- According to clinical trial data, those who received two or three first-generation coronavirus jabs should receive an extra dose of the second-generation booster
- US pharmaceutical giant Moderna also wants to sell 8 million doses of strain-specific vaccine to city
Hong Kong will have another choice for a Covid-19 vaccine targeting the Omicron variant, with drug maker BioNTech offering to make its second-generation jabs available in the city as early as autumn of this year, if approved by authorities.
The news came after the SCMP reported about US pharmaceutical giant Moderna’s interest in selling 8 million doses of its Omicron-specific vaccine to the city around winter of this year. It is in advanced discussions with the government on the application for emergency use.
“Both Moderna and BioNTech have the relevant data, which is internal and unpublished. They have submitted it to WHO and likely to the [Hong Kong’s] Department of Health for consideration,” president of The Society of Hospital Pharmacists of Hong Kong William Chui Chun-ming told the SCMP on Tuesday.
Chui said he had been informed by Fosun Pharma, the company in charge of delivering the vaccine jointly manufactured by Germany’s BioNTech and US-based Pfizer, that they can make the doses available by the third quarter of this year.
“I believe the company is currently in discussion with the authorities regarding the purchase of the vaccine,” he said.
Pfizer and BioNTech on Saturday also revealed the data regarding their two Omicron-adapted vaccine candidates, which are monovalent and bivalent, respectively.
Chui explained that monovalent means the vaccine only targets Omicron BA.1 and bivalent targets both Omicron BA.1 and the original strain of Covid-19, while Moderna only developed the latter.
“WHO will have to decide whether the Omicron-specific vaccine should be monovalent or bivalent,” he said.
He believed the government would acquire vaccines from more than one manufacturer, similar to the past practice.
“They will also probably buy vaccines developed by two different technology platforms. Firstly, mRNA, which is used by both BioNTech and Moderna. Secondly, mainland-made inactivated vaccines,” he said.
The first-generation Covid-19 vaccines in Hong Kong, which are based on the original coronavirus strain, are currently supplied by German firm BioNTech and Chinese drug maker Sinovac, which uses the inactivated vaccine platform.

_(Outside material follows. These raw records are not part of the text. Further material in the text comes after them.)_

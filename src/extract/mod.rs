//! Extract tar archives from container images.
//!
//! Archives are untrusted input. Every entry path is made relative to the
//! destination directory, entries in a fixed denylist are never written,
//! and links or device files are ignored. Owner, mode and modification
//! time of the entries are not preserved.

mod path;
mod policy;

use std::{
    cell::Cell,
    fmt::Display,
    fs::{self, File},
    io::{self, BufRead, BufReader, Read},
    path::{Path, PathBuf},
};

use crate::{Digest, HostOs, Settings};

pub use path::{normalize_path, strip_absolute_path};
pub use policy::{EntryInfo, ExtractionPolicy, LoggingPolicy, SilentPolicy};

const GZIP_MAGIC: &[u8] = &[0x1f, 0x8b];

const ZSTD_MAGIC: &[u8] = &[0x28, 0xb5, 0x2f, 0xfd];

/// Options to control how archives are extracted.
#[derive(Clone, Copy, Debug)]
pub struct ExtractOptions {
    /// Abort on corrupt headers, unsafe paths, write failures and
    /// digest mismatches. If `false`, those entries are skipped.
    pub strict: bool,

    /// Return hard errors to the caller, instead of only logging them.
    pub fail_on_error: bool,

    /// Check that files in `blobs/<algorithm>/<hash>` match their digest.
    ///
    /// Only useful for the outer archive of an image. Layers may ship
    /// their own content stores, which are not checked.
    pub verify_blobs: bool,
}

impl Default for ExtractOptions {
    fn default() -> Self {
        ExtractOptions {
            strict: true,
            fail_on_error: false,
            verify_blobs: false,
        }
    }
}

impl ExtractOptions {
    pub fn from_settings(settings: &Settings) -> Self {
        ExtractOptions {
            strict: !settings.non_strict_tar,
            ..ExtractOptions::default()
        }
    }
}

/// Counters of an extracted archive.
#[derive(Clone, Debug, Default, PartialEq, Eq)]
pub struct ExtractSummary {
    /// Entries written to the destination.
    pub written: usize,

    /// Entries skipped by the denylist, the policy, or because their type
    /// is not supported.
    pub skipped: usize,

    /// Integrity problems ignored in non-strict mode.
    pub warnings: usize,
}

#[derive(thiserror::Error, Debug)]
pub enum ExtractError {
    #[error("Archive is empty.")]
    Empty,

    #[error("Not a tar archive: {0}")]
    NotAnArchive(io::Error),

    #[error("Unsupported archive: {0}")]
    Unsupported(String),

    #[error("Unsafe path in archive: {0:?}")]
    UnsafePath(String),

    #[error("Invalid archive: {0}")]
    Integrity(io::Error),

    #[error("Digest mismatch in {1}: {0}")]
    DigestMismatch(io::Error, PathBuf),

    #[error("Permission denied in {1}: {0}")]
    Permission(io::Error, PathBuf),

    #[error("I/O error in {1}: {0}")]
    Io(io::Error, PathBuf),
}

impl ExtractError {
    /// Soft errors are expected for some inputs, and they are not
    /// reported as failures.
    pub fn is_soft(&self) -> bool {
        matches!(
            self,
            ExtractError::Empty | ExtractError::NotAnArchive(_) | ExtractError::Unsupported(_)
        )
    }

    fn io(error: io::Error, path: impl Into<PathBuf>) -> Self {
        if error.kind() == io::ErrorKind::PermissionDenied {
            ExtractError::Permission(error, path.into())
        } else {
            ExtractError::Io(error, path.into())
        }
    }
}

macro_rules! try_io {
    ($path:expr, $e:expr $(,)?) => {
        $e.map_err(|e| ExtractError::io(io::Error::from(e), $path))?
    };
}

/// Extract the archive in `path` to `dest`.
///
/// The extraction runs on a blocking thread of the async runtime.
///
/// Return `Ok(true)` if the archive was extracted. Errors are logged, and
/// returned only if [`fail_on_error`](ExtractOptions::fail_on_error) is
/// `true` and the error is not [soft](ExtractError::is_soft).
pub async fn extract_tar<P>(
    path: &Path,
    dest: &Path,
    options: ExtractOptions,
    policy: std::sync::Arc<P>,
) -> Result<bool, ExtractError>
where
    P: ExtractionPolicy + ?Sized + 'static,
{
    let (path, dest) = (path.to_owned(), dest.to_owned());

    let result = tokio::task::spawn_blocking(move || {
        let file = File::open(&path).map_err(|e| ExtractError::io(e, &path))?;
        policy.archive_start(&path.display());
        extract_archive(file, &dest, &options, &*policy)
    })
    .await
    .map_err(|e| ExtractError::Io(io::Error::other(e), PathBuf::new()))?;

    match result {
        Ok(_) => Ok(true),

        Err(err) if err.is_soft() => {
            tracing::debug!(%err, "archive not extracted");
            Ok(false)
        }

        Err(err) => {
            report_error(&err, HostOs::current());

            if options.fail_on_error {
                Err(err)
            } else {
                Ok(false)
            }
        }
    }
}

/// Extract a tar archive from `reader` to the `dest` directory.
///
/// The archive can be compressed with gzip or zstd.
pub fn extract_archive<R, P>(
    reader: R,
    dest: &Path,
    options: &ExtractOptions,
    policy: &P,
) -> Result<ExtractSummary, ExtractError>
where
    R: Read,
    P: ExtractionPolicy + ?Sized,
{
    try_io!(dest, fs::create_dir_all(dest));

    // Track position (in bytes) to send progress notifications.
    let position = Cell::new(0);
    let reader = PositionTracker {
        count: &position,
        reader,
    };

    let mut archive = tar::Archive::new(decompress(reader)?);
    let mut ctx = Context::new(dest, options, policy);

    let entries = archive.entries().map_err(ExtractError::NotAnArchive)?;
    let mut seen = 0;

    for entry in entries {
        policy.archive_progress(position.get());

        match entry {
            Ok(entry) => ctx.unpack(entry)?,

            Err(e) if seen == 0 => return Err(ExtractError::NotAnArchive(e)),

            Err(e) => {
                // The iterator stops after an invalid header.
                ctx.integrity_issue(ExtractError::Integrity(e))?;
                break;
            }
        }

        seen += 1;
    }

    if seen == 0 {
        return Err(ExtractError::Empty);
    }

    policy.archive_progress(position.get());
    policy.finished(&ctx.summary);

    Ok(ctx.summary)
}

Chui said according to the data from Pfizer, unvaccinated individuals should receive three doses of the Omicron-targeted inoculation, while those who have received two and three first-generation jabs should receive an extra dose of the second-generation booster.
“Many studies have shown that only two doses of [first-generation] vaccine are ineffective in combating Omicron,” he said.
The Centre for Health Protection on Monday said the authorities had not received applications from any pharmaceutical companies for the approval of Omicron-targeted vaccines.
He added that although the dominant Covid-19 strain in Hong Kong was Omicron BA.2, the new vaccine which targets BA.1 could also provide cross-immunity against other subvariants.
“Although it is not a 100 per cent match, the vaccine can still reduce hospitalisation and deaths,” he noted.